═════ DATA TO EXAMINE ═════

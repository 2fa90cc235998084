//! Middleware configuration for the HTTP server.

use clap::Args;
use scribe_server::middleware::RecoveryConfig;
use serde::{Deserialize, Serialize};

use super::TRACING_TARGET_CONFIG;

/// HTTP middleware configuration.
#[derive(Debug, Clone, Default, Args, Serialize, Deserialize)]
pub struct MiddlewareConfig {
    /// Request timeout and panic recovery.
    #[clap(flatten)]
    pub recovery: RecoveryConfig,
}

impl MiddlewareConfig {
    pub fn log(&self) {
        tracing::info!(
            target: TRACING_TARGET_CONFIG,
            request_timeout_secs = self.recovery.request_timeout,
            "recovery configuration"
        );
    }
}
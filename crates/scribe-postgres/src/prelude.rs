//! Commonly used types and traits, importable with a single `use`.

pub use diesel::prelude::*;
pub use diesel_async::RunQueryDsl;

pub use crate::model::{Account, NewAccount, NewPost, Post, UpdatePost};
pub use crate::query::{AccountRepository, Pagination, PostRepository};
pub use crate::{PgClient, PgConfig, PgConn, PgConnection, PgError, PgResult};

═════

## [TASK DETAILS]
Type out the whole listing once more, exactly as written.

## [ANSWER SECTION]
repository 2fa90cc235998084
//! Middleware configuration for the HTTP server.

use clap::Args;
use scribe_server::middleware::RecoveryConfig;
use serde::{Deserialize, Serialize};

use super::TRACING_TARGET_CONFIG;

/// HTTP middleware configuration.
#[derive(Debug, Clone, Default, Args, Serialize, Deserialize)]
pub struct MiddlewareConfig {
    /// Request timeout and panic recovery.
    #[clap(flatten)]
    pub recovery: RecoveryConfig,
}

impl MiddlewareConfig {
    pub fn log(&self) {
        tracing::info!(
            target: TRACING_TARGET_CONFIG,
            request_timeout_secs = self.recovery.request_timeout,
            "recovery configuration"
        );
    }
}
filename crates/scribe-postgres/src/prelude.rs
//! Commonly used types and traits, importable with a single `use`.

pub use diesel::prelude::*;
pub use diesel_async::RunQueryDsl;

pub use crate::model::{Account, NewAccount, NewPost, Post, UpdatePost};
pub use crate::query::{AccountRepository, Pagination, PostRepository};
pub use crate::{PgClient, PgConfig, PgConn, PgConnection, PgError, PgResult};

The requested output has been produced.